Linger

Wrapped up in my shawl, I peer out the window;
There is something cold and haunted about this place.
I examine the dark, empty hotel room,
Try not to shiver as shadows dance on the wall.
Only seven more weeks before we can leave,
Before my mom’s archaeology job ends.
Seven weeks till we leave for the next city–
A new school, new friends–a new life completely.
I find this such a terrifying hotel,
But I should enjoy this creepy place while I can.
I should learn to love this town for its oddness,
Reclusive old inhabitants and grand decay.
I look out at the City park and see you,
With your dark stormy eyes and mischievous smile.
I don’t even know what I’m doing right now,
As I run down the stairs, in hopes of meeting you.
Somehow I find the courage to say ‘hello’,
And for some strange reason you introduce yourself.
I don’t understand why you like me so much,
But I would rather enjoy it then question it.
There’s nothing I’d rather do than sit with you
In the back of your Chevy truck, wrapped in your arms.
You have extinguished my desire to leave,
And now I wish this season could last forever.
You peel back the layers of my character;
I swear you can see straight into my very soul.
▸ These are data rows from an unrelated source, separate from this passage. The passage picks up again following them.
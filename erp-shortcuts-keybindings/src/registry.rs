//! The shortcut registry.
//!
//! Owns the ordered entry set, persists it after every mutation, and answers
//! lookups by id and by key combination.

use crate::parser;
use erp_shortcuts_config::{
    KeyValueStore, MemoryStore, ShortcutEntry, StorageError, defaults, load_entries,
    save_entries,
};

/// Entries that share one key combination.
///
/// Only the first id (insertion order) is reachable through dispatch.
#[derive(Debug, Clone, PartialEq, Eq)]
pub struct ShortcutConflict {
    pub combination: String,
    pub ids: Vec<String>,
}

/// Registry of shortcut entries backed by a key/value store.
#[derive(Debug)]
pub struct ShortcutRegistry<S: KeyValueStore = MemoryStore> {
    /// Entries in insertion order; ids are unique
    entries: Vec<ShortcutEntry>,
    store: S,
    storage_key: String,
    /// Set when the last write to the store failed
    unsaved: bool,
}

impl<S: KeyValueStore> ShortcutRegistry<S> {
    /// Load the registry from the default storage slot.
    pub fn load(store: S) -> Self {
        Self::load_with_key(store, defaults::storage_key())
    }

    /// Load the registry from a named storage slot.
    ///
    /// Falls back to the built-in set when the slot is missing, unreadable
    /// or empty. Never fails.
    pub fn load_with_key(store: S, storage_key: impl Into<String>) -> Self {
        let storage_key = storage_key.into();
        let entries = load_entries(&store, &storage_key);
        log::info!(
            "Shortcut registry initialized with {} entries",
            entries.len()
        );
        Self {
            entries,
            store,
            storage_key,
            unsaved: false,
        }
    }

    /// Re-read the entry set from storage, discarding in-memory state.
    pub fn reload(&mut self) {
        self.entries = load_entries(&self.store, &self.storage_key);
        self.unsaved = false;
    }

    /// Register a new user-defined entry.
    ///
    /// Returns `false` without touching the set if an entry with the same id
    /// exists. Shared key combinations are accepted (first registered wins at
    /// dispatch) but logged. A parseable `key_combination` is stored in its
    /// canonical form.
    pub fn add(&mut self, mut entry: ShortcutEntry) -> bool {
        if self.get(&entry.id).is_some() {
            log::warn!("Shortcut '{}' already exists, not adding", entry.id);
            return false;
        }

        entry.is_user_defined = true;
        if let Some(raw) = entry.key_combination.take() {
            entry.key_combination = Some(match parser::parse_key_combo(&raw) {
                Ok(combo) => combo.to_string(),
                Err(e) => {
                    log::warn!(
                        "Keeping unparseable key combination '{}' for '{}' verbatim: {}",
                        raw,
                        entry.id,
                        e
                    );
                    raw
                }
            });
        }

        if let Some(combo) = entry.key_combination.as_deref()
            && let Some(existing) = self.find_by_combination(combo)
        {
            log::warn!(
                "Shortcut '{}' reuses {} already bound to '{}'; '{}' keeps priority",
                entry.id,
                combo,
                existing.id,
                existing.id
            );
        }

        log::info!(
            "Registered shortcut: {} -> {:?} ({:?})",
            entry.id,
            entry.target,
            entry.key_combination
        );
        self.entries.push(entry);
        self.persist_logged();
        true
    }

    /// Remove the entry with `id`. Missing ids are a no-op; storage is
    /// rewritten either way.
    pub fn remove(&mut self, id: &str) {
        let before = self.entries.len();
        self.entries.retain(|entry| entry.id != id);
        if self.entries.len() < before {
            log::info!("Removed shortcut '{}'", id);
        } else {
            log::debug!("Remove requested for unknown shortcut '{}'", id);
        }
        self.persist_logged();
    }

    /// Whether another entry may be added. The registry has no size cap.
    pub fn can_add_more(&self) -> bool {
        true
    }

    /// Replace the whole set with the built-in entries and persist.
    pub fn reset_to_defaults(&mut self) {
        self.entries = defaults::builtin_shortcuts();
        log::info!("Shortcut registry reset to built-in defaults");
        self.persist_logged();
    }

    /// Write the current set to storage.
    pub fn persist(&self) -> Result<(), StorageError> {
        save_entries(&self.store, &self.storage_key, &self.entries)
    }

    /// Retry the last write if it failed. A no-op when storage is current,
    /// so a registry that was only read never overwrites the slot.
    pub fn flush(&mut self) -> Result<(), StorageError> {
        if !self.unsaved {
            return Ok(());
        }
        self.persist()?;
        self.unsaved = false;
        log::info!("Flushed pending shortcut changes");
        Ok(())
    }

    /// Whether a mutation has not reached the store yet.
    pub fn has_unsaved_changes(&self) -> bool {
        self.unsaved
    }

    /// Persist, logging instead of returning failures.
    ///
    /// The in-memory set stays authoritative for the session when the store
    /// rejects a write.
    fn persist_logged(&mut self) {
        match self.persist() {
            Ok(()) => self.unsaved = false,
            Err(e) => {
                log::error!("Failed to persist shortcuts: {}", e);
                self.unsaved = true;
            }
        }
    }

    /// All entries in insertion order.
    pub fn entries(&self) -> &[ShortcutEntry] {
        &self.entries
    }

    /// Look up an entry by id.
    pub fn get(&self, id: &str) -> Option<&ShortcutEntry> {
        self.entries.iter().find(|entry| entry.id == id)
    }

    /// First entry (insertion order) bound to exactly `combination`.
    pub fn find_by_combination(&self, combination: &str) -> Option<&ShortcutEntry> {
        self.entries
            .iter()
            .find(|entry| entry.key_combination.as_deref() == Some(combination))
    }

    /// Entries created at runtime.
    pub fn user_defined(&self) -> impl Iterator<Item = &ShortcutEntry> {
        self.entries.iter().filter(|entry| entry.is_user_defined)
    }

    /// Groups of entries sharing a key combination, ordered by first occurrence.
    pub fn conflicts(&self) -> Vec<ShortcutConflict> {
        let mut conflicts: Vec<ShortcutConflict> = Vec::new();
        for entry in self.entries.iter().filter(|e| e.has_trigger()) {
            let combo = entry.key_combination.as_deref().unwrap_or_default();
            match conflicts.iter_mut().find(|c| c.combination == combo) {
                Some(group) => group.ids.push(entry.id.clone()),
                None => conflicts.push(ShortcutConflict {
                    combination: combo.to_string(),
                    ids: vec![entry.id.clone()],
                }),
            }
        }
        conflicts.retain(|c| c.ids.len() > 1);
        conflicts
    }

    pub fn len(&self) -> usize {
        self.entries.len()
    }

    pub fn is_empty(&self) -> bool {
        self.entries.is_empty()
    }

    /// Storage slot name.
    pub fn storage_key(&self) -> &str {
        &self.storage_key
    }

    /// The backing store.
    pub fn store(&self) -> &S {
        &self.store
    }

    /// Consume the registry, returning its store.
    pub fn into_store(self) -> S {
        self.store
    }
}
I feel like I’ve known you for a thousand years,
Which makes the thought of leaving almost shattering.
I know I linger here longer than I should,
But when you look at me that way I can’t help it.
I have said goodbye so many times in life,
But saying it to you just seems impossible.
You have shown me so many wonderful things,
Opened my eyes to the true beauty of the world.
I’ve learned to love this town for its grand decay,
But mostly I love this old place because of you.